───── Records shown ─────
use optrace::profiler::{ActivityKind, ActivityKindSet, InProcessCollector, SessionConfig};
use std::sync::{Arc, Mutex, MutexGuard};

/// The lifecycle is process-global; tests in one binary must not arm
/// sessions concurrently. Take this before touching enable/disable.
#[allow(dead_code)]
pub fn lifecycle_lock() -> MutexGuard<'static, ()> {
    static LOCK: Mutex<()> = Mutex::new(());
    LOCK.lock().unwrap_or_else(|e| e.into_inner())
}

#[allow(dead_code)]
pub fn cpu_kinds() -> ActivityKindSet {
    let mut kinds = ActivityKindSet::new();
    kinds.insert(ActivityKind::Cpu);
    kinds
}

#[allow(dead_code)]
pub fn all_kinds() -> ActivityKindSet {
    let mut kinds = cpu_kinds();
    kinds.insert(ActivityKind::Accelerator);
    kinds
}

/// Arm a plain CPU-only session on a fresh in-process collector.
#[allow(dead_code)]
pub fn arm_cpu_session(config: SessionConfig) -> Arc<InProcessCollector> {
    let collector = Arc::new(InProcessCollector::new());
    optrace::profiler::enable(config, &cpu_kinds(), collector.clone()).unwrap();
    collector
}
─────
Brief >> Give back the data exactly.

Result of this task >>
use optrace::profiler::{ActivityKind, ActivityKindSet, InProcessCollector, SessionConfig};
use std::sync::{Arc, Mutex, MutexGuard};

/// The lifecycle is process-global; tests in one binary must not arm
/// sessions concurrently. Take this before touching enable/disable.
#[allow(dead_code)]
pub fn lifecycle_lock() -> MutexGuard<'static, ()> {
    static LOCK: Mutex<()> = Mutex::new(());
    LOCK.lock().unwrap_or_else(|e| e.into_inner())
}

#[allow(dead_code)]
pub fn cpu_kinds() -> ActivityKindSet {
    let mut kinds = ActivityKindSet::new();
    kinds.insert(ActivityKind::Cpu);
    kinds
}

#[allow(dead_code)]
pub fn all_kinds() -> ActivityKindSet {
    let mut kinds = cpu_kinds();
    kinds.insert(ActivityKind::Accelerator);
    kinds
}

/// Arm a plain CPU-only session on a fresh in-process collector.
#[allow(dead_code)]
pub fn arm_cpu_session(config: SessionConfig) -> Arc<InProcessCollector> {
    let collector = Arc::new(InProcessCollector::new());
    optrace::profiler::enable(config, &cpu_kinds(), collector.clone()).unwrap();
    collector
}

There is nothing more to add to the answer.